-Humpty Dumpty sat on a wall,
-Humpty Dumpty had a great fall.
-All the king's horses and all the king's men
-Couldn't put Humpty together again.
Humpty Dumpty is a character from an English nursery rhyme. Although not explicitly described as such, he is often depicted as an anthropomorphic egg. In some versions in Spanish language his name is translated as Zanco Panco or Tentetieso. There is a story about the English civil war that tells that, in 1648, during the siege of the walled city of Colchester by Oliver Cromwell's Parliamentarian troops, they knocked down a powerful and enormous cannon that the Carlists had on one of the walls and that , when the king's men went to try to move it to put it on another wall, they could not due to the weight it had, which would give meaning to the verses of the rhyme.
History[]
Humpty Dumpty has been taken up in many subsequent works of art. The most famous is perhaps his appearance in Through the Looking-Glass and What Alice Found There (1871), by Lewis Carroll (who, in his Spanish translation, is known as Zanco Panco).
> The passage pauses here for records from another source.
//! Core game logic module for Snake
//!
//! This module contains all the game logic without any I/O or rendering dependencies.
//! The terminal shell drives it one tick at a time and feeds it direction requests.

pub mod config;
pub mod direction;
pub mod engine;
pub mod state;

// Re-export commonly used types
pub use config::{ConfigError, FoodPlacement, GameConfig};
pub use direction::{request_direction, Direction};
pub use engine::{spawn_food, step, step_with_placement, GameEngine, StepEvent, StepResult};
pub use state::{CollisionType, GameState, Position, Snake};
pub mod human;

pub use human::HumanMode;
use serde::{Deserialize, Serialize};

use super::direction::Direction;

/// A position on the game grid
#[derive(Debug, Clone, Copy, PartialEq, Eq, Hash, Serialize, Deserialize)]
pub struct Position {
    pub x: i32,
    pub y: i32,
}

impl Position {
    pub fn new(x: i32, y: i32) -> Self {
        Self { x, y }
    }

    /// Move position by delta
    pub fn moved_by(&self, dx: i32, dy: i32) -> Self {
        Self {
            x: self.x + dx,
            y: self.y + dy,
        }
    }

    /// Move position in a direction
    pub fn moved_in_direction(&self, direction: Direction) -> Self {
        let (dx, dy) = direction.delta();
        self.moved_by(dx, dy)
    }

    /// Check if the position lies on a `board_size` x `board_size` board
    pub fn is_within(&self, board_size: usize) -> bool {
        let size = board_size as i64;
        (0..size).contains(&(self.x as i64)) && (0..size).contains(&(self.y as i64))
    }
}

/// The snake body.
///
/// Segments are ordered oldest first: the tail sits at index 0 and the head
/// is the last element. A snake always has at least one segment.
#[derive(Debug, Clone, PartialEq, Eq, Serialize, Deserialize)]
#[serde(try_from = "Vec<Position>", into = "Vec<Position>")]
pub struct Snake {
    body: Vec<Position>,
}

impl Snake {
    /// Create a single-segment snake
    pub fn new(head: Position) -> Self {
        Self { body: vec![head] }
    }

    /// Build a snake from segments ordered tail first.
    /// Returns `None` for an empty body.
    pub fn from_segments(segments: impl IntoIterator<Item = Position>) -> Option<Self> {
        let body: Vec<Position> = segments.into_iter().collect();
        if body.is_empty() {
            None
        } else {
            Some(Self { body })
        }
    }

    /// Get the head position
    pub fn head(&self) -> Position {
        self.body[self.body.len() - 1]
    }

    /// Get the tail position (oldest segment)
    pub fn tail(&self) -> Position {
        self.body[0]
    }

    /// All segments, tail first
    pub fn segments(&self) -> &[Position] {
        &self.body
    }

    /// Check if position is occupied by any segment, head and tail included
    pub fn occupies(&self, pos: Position) -> bool {
        self.body.contains(&pos)
    }

    /// Append a new head. When `grow` is false the tail is dropped so the
    /// length stays the same.
    pub(crate) fn advance(&mut self, new_head: Position, grow: bool) {
        self.body.push(new_head);
        if !grow {
            self.body.remove(0);
        }
    }

    pub fn len(&self) -> usize {
        self.body.len()
    }

    /// True when the snake has no segments
    pub fn is_empty(&self) -> bool {
        self.body.is_empty()
    }
}

impl TryFrom<Vec<Position>> for Snake {
    type Error = &'static str;

    fn try_from(body: Vec<Position>) -> Result<Self, Self::Error> {
        Snake::from_segments(body).ok_or("snake must have at least one segment")
    }
}

impl From<Snake> for Vec<Position> {
    fn from(snake: Snake) -> Self {
        snake.body
    }
}

/// Type of collision that ended the game
#[derive(Debug, Clone, Copy, PartialEq, Eq, Serialize, Deserialize)]
pub enum CollisionType {
    /// Snake left the board
    Wall,
    /// Snake ran into one of its own segments
    SelfCollision,
}

/// Complete game state
#[derive(Debug, Clone, PartialEq, Eq, Serialize, Deserialize)]
pub struct GameState {
    pub snake: Snake,
    pub food: Position,
    pub direction: Direction,
    pub score: u32,
    pub alive: bool,
}

impl GameState {
    /// Create a fresh, live state with a zero score
    pub fn new(snake: Snake, food: Position, direction: Direction) -> Self {
        Self {
            snake,
            food,
            direction,
            score: 0,
            alive: true,
        }
    }

    /// Check if a position is occupied by the snake
    pub fn is_occupied_by_snake(&self, pos: Position) -> bool {
        self.snake.occupies(pos)
    }
}

#[cfg(test)]
mod tests {
    use super::*;

    #[test]
    fn test_position_movement() {
        let pos = Position::new(5, 5);
        assert_eq!(pos.moved_by(1, 0), Position::new(6, 5));
        assert_eq!(pos.moved_by(-1, 0), Position::new(4, 5));
        assert_eq!(pos.moved_in_direction(Direction::Down), Position::new(5, 6));
        assert_eq!(pos.moved_in_direction(Direction::Up), Position::new(5, 4));
    }

    #[test]
    fn test_bounds_checking() {
        assert!(Position::new(0, 0).is_within(10));
        assert!(Position::new(9, 9).is_within(10));
        assert!(!Position::new(-1, 0).is_within(10));
        assert!(!Position::new(0, -1).is_within(10));
        assert!(!Position::new(10, 0).is_within(10));
        assert!(!Position::new(0, 10).is_within(10));
        assert!(!Position::new(0, 0).is_within(0));
    }

    #[test]
    fn test_snake_head_is_last_segment() {
        let snake = Snake::from_segments([
            Position::new(0, 0),
            Position::new(1, 0),
            Position::new(2, 0),
        ])
        .unwrap();
        assert_eq!(snake.len(), 3);
        assert_eq!(snake.tail(), Position::new(0, 0));
        assert_eq!(snake.head(), Position::new(2, 0));
    }

    #[test]
    fn test_empty_snake_rejected() {
        assert!(Snake::from_segments(Vec::new()).is_none());
    }

    #[test]
    fn test_snake_advance() {
        let mut snake = Snake::new(Position::new(0, 0));

        snake.advance(Position::new(1, 0), false);
        assert_eq!(snake.segments(), &[Position::new(1, 0)]);

        snake.advance(Position::new(2, 0), true);
        assert_eq!(snake.segments(), &[Position::new(1, 0), Position::new(2, 0)]);
    }

    #[test]
    fn test_snake_serializes_as_segment_list() {
        let snake = Snake::from_segments([Position::new(0, 0), Position::new(1, 0)]).unwrap();
        let json = serde_json::to_string(&snake).unwrap();
        assert_eq!(json, r#"[{"x":0,"y":0},{"x":1,"y":0}]"#);

        assert!(serde_json::from_str::<Snake>("[]").is_err());
    }

    #[test]
    fn test_occupancy() {
        let state = GameState::new(
            Snake::from_segments([Position::new(3, 3), Position::new(4, 3)]).unwrap(),
            Position::new(7, 7),
            Direction::Right,
        );
        assert!(state.is_occupied_by_snake(Position::new(3, 3)));
        assert!(state.is_occupied_by_snake(Position::new(4, 3)));
        assert!(!state.is_occupied_by_snake(Position::new(7, 7)));
    }
}
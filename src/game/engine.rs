use rand::rngs::StdRng;
use rand::seq::SliceRandom;
use rand::{Rng, SeedableRng};
use tracing::{debug, info};

use super::{
    config::{FoodPlacement, GameConfig},
    direction::{request_direction, Direction},
    state::{CollisionType, GameState, Position, Snake},
};

/// What happened during a step
#[derive(Debug, Clone, Copy, PartialEq, Eq)]
pub enum StepEvent {
    /// The snake moved one cell without eating
    Moved,
    /// The snake ate and grew; `food` is the newly placed food
    Ate { food: Position },
    /// The snake hit a wall or itself and the game is over
    Collided(CollisionType),
    /// The input state was already terminal and was returned as is
    AlreadyOver,
}

/// Result of a game step
#[derive(Debug, Clone, PartialEq)]
pub struct StepResult {
    /// The next state; the input state is never modified
    pub state: GameState,
    pub event: StepEvent,
}

impl StepResult {
    pub fn ate_food(&self) -> bool {
        matches!(self.event, StepEvent::Ate { .. })
    }

    pub fn terminated(&self) -> bool {
        !self.state.alive
    }
}

/// Advance `state` by one tick on a `board_size` x `board_size` board,
/// placing new food uniformly over the whole board.
///
/// `rng` is only consulted when the snake eats.
pub fn step<R: Rng + ?Sized>(state: &GameState, board_size: usize, rng: &mut R) -> StepResult {
    step_with_placement(state, board_size, FoodPlacement::Uniform, rng)
}

/// Same as [`step`] with an explicit food placement policy.
pub fn step_with_placement<R: Rng + ?Sized>(
    state: &GameState,
    board_size: usize,
    placement: FoodPlacement,
    rng: &mut R,
) -> StepResult {
    if !state.alive {
        return StepResult {
            state: state.clone(),
            event: StepEvent::AlreadyOver,
        };
    }

    let new_head = state.snake.head().moved_in_direction(state.direction);

    if let Some(collision) = check_collision(&state.snake, new_head, board_size) {
        let mut next = state.clone();
        next.alive = false;
        return StepResult {
            state: next,
            event: StepEvent::Collided(collision),
        };
    }

    let mut next = state.clone();
    let ate_food = new_head == state.food;
    next.snake.advance(new_head, ate_food);

    let event = if ate_food {
        next.score += 1;
        next.food = spawn_food(&next.snake, board_size, placement, rng);
        StepEvent::Ate { food: next.food }
    } else {
        StepEvent::Moved
    };

    StepResult { state: next, event }
}

/// Walls are checked before the body. Every segment counts, including the
/// tail that would move away this tick.
fn check_collision(snake: &Snake, pos: Position, board_size: usize) -> Option<CollisionType> {
    if !pos.is_within(board_size) {
        return Some(CollisionType::Wall);
    }

    if snake.occupies(pos) {
        return Some(CollisionType::SelfCollision);
    }

    None
}

/// Pick a food position according to `placement`.
///
/// `AvoidSnake` falls back to a uniform pick when the snake covers the
/// whole board.
pub fn spawn_food<R: Rng + ?Sized>(
    snake: &Snake,
    board_size: usize,
    placement: FoodPlacement,
    rng: &mut R,
) -> Position {
    if placement == FoodPlacement::AvoidSnake {
        let free: Vec<Position> = (0..board_size as i32)
            .flat_map(|y| (0..board_size as i32).map(move |x| Position::new(x, y)))
            .filter(|pos| !snake.occupies(*pos))
            .collect();

        if let Some(pos) = free.choose(rng) {
            return *pos;
        }
    }

    let x = rng.gen_range(0..board_size) as i32;
    let y = rng.gen_range(0..board_size) as i32;
    Position::new(x, y)
}

/// The game engine: a configuration plus the random source used for food
pub struct GameEngine {
    config: GameConfig,
    rng: StdRng,
}

impl GameEngine {
    /// Create a new game engine seeded from system entropy
    pub fn new(config: GameConfig) -> Self {
        Self {
            config,
            rng: StdRng::from_entropy(),
        }
    }

    /// Create an engine whose food sequence is reproducible
    pub fn with_seed(config: GameConfig, seed: u64) -> Self {
        Self {
            config,
            rng: StdRng::seed_from_u64(seed),
        }
    }

    pub fn config(&self) -> &GameConfig {
        &self.config
    }

    /// The fixed starting state; involves no randomness
    pub fn reset(&self) -> GameState {
        GameState::new(
            Snake::new(self.config.initial_head),
            self.config.initial_food,
            self.config.initial_direction,
        )
    }

    /// Execute one tick of the game
    pub fn step(&mut self, state: &GameState) -> StepResult {
        let result = step_with_placement(
            state,
            self.config.board_size,
            self.config.food_placement,
            &mut self.rng,
        );

        match result.event {
            StepEvent::Ate { food } => {
                debug!(
                    score = result.state.score,
                    length = result.state.snake.len(),
                    food_x = food.x,
                    food_y = food.y,
                    "Food eaten"
                );
            }
            StepEvent::Collided(collision) => {
                info!(
                    ?collision,
                    score = result.state.score,
                    length = result.state.snake.len(),
                    "Game over"
                );
            }
            StepEvent::Moved | StepEvent::AlreadyOver => {}
        }

        result
    }

    /// Apply a direction request to `state` at input time
    pub fn request_direction(&self, state: &mut GameState, requested: Direction) {
        state.direction = request_direction(state.direction, requested);
    }
}
use serde::{Deserialize, Serialize};

/// Direction the snake can move
#[derive(Debug, Clone, Copy, PartialEq, Eq, Hash, Serialize, Deserialize)]
#[serde(rename_all = "lowercase")]
pub enum Direction {
    Up,
    Down,
    Left,
    Right,
}

impl Direction {
    /// Returns true if turning from self to other would be a 180-degree turn
    pub fn is_opposite(&self, other: Direction) -> bool {
        matches!(
            (self, other),
            (Direction::Up, Direction::Down)
                | (Direction::Down, Direction::Up)
                | (Direction::Left, Direction::Right)
                | (Direction::Right, Direction::Left)
        )
    }

    /// Returns the delta (dx, dy) for moving in this direction.
    /// The y axis grows downwards, so `Up` decrements y.
    pub fn delta(&self) -> (i32, i32) {
        match self {
            Direction::Up => (0, -1),
            Direction::Down => (0, 1),
            Direction::Left => (-1, 0),
            Direction::Right => (1, 0),
        }
    }
}

/// Validate a requested direction change against the current direction.
///
/// A reversal (UP/DOWN, LEFT/RIGHT) is dropped and `current` is kept; any
/// other request, including the current direction itself, is accepted. The
/// shell calls this when the key is pressed, not when the tick fires, so
/// several presses between two ticks leave the latest valid one in place.
pub fn request_direction(current: Direction, requested: Direction) -> Direction {
    if current.is_opposite(requested) {
        current
    } else {
        requested
    }
}
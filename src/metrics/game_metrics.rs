use std::time::{Duration, Instant};

/// Per-process session statistics. Nothing here outlives the process.
#[derive(Debug)]
pub struct GameMetrics {
    pub game_started: Instant,
    pub elapsed_time: Duration,
    /// Best score reached since the program started
    pub best_score: u32,
    pub games_played: u32,
}

impl GameMetrics {
    pub fn new() -> Self {
        Self {
            game_started: Instant::now(),
            elapsed_time: Duration::ZERO,
            best_score: 0,
            games_played: 0,
        }
    }

    /// Refresh the elapsed time of the running game
    pub fn update(&mut self) {
        self.elapsed_time = self.game_started.elapsed();
    }

    pub fn on_game_start(&mut self) {
        self.game_started = Instant::now();
        self.elapsed_time = Duration::ZERO;
    }

    pub fn on_game_over(&mut self, final_score: u32) {
        self.games_played += 1;
        self.best_score = self.best_score.max(final_score);
    }

    pub fn format_time(&self) -> String {
        let total_secs = self.elapsed_time.as_secs();
        format!("{:02}:{:02}", total_secs / 60, total_secs % 60)
    }
}

impl Default for GameMetrics {
    fn default() -> Self {
        Self::new()
    }
}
In the play, Humpty Dumpty discusses semantics and pragmatism with the heroine Alice, explaining to her, in her own way, the meaning of the strange words in the poem "Jabberwocky". The Humpty Dumpty rhyme has also been used as a reference in several major literary works, including as a recurring motif about the fall of man in James Joyce's comic/experimental novel Finnegans Wake (1939). In the correspondence of the French poet Antonin Artaud the character is mentioned in two letters dated 1943.5 The rhyme also plays an important role in the novel La Segunda Muerte de Ramón Mercader (written in French and published in 1969) by the Spanish writer Jorge Semprún. Similarly, Humpty Dumpty is mentioned in Paul Auster's 1985 novel City of Glass (part of The New York Trilogy) when two characters say that he is "the purest embodiment of humanity" and quote extensively from the work of Lewis Carroll. Humpty Dumpty is taken up again in a separate literary work, this time as an adventurer. The work is called "Wonderland: The Origin of Alicia", which has been taking elements of the Vocaliod theme "Alice's human sacrifices" and renews them. This time, the character is an Adventurer who helps "The Fourth Alice" in her journey through Wonderland.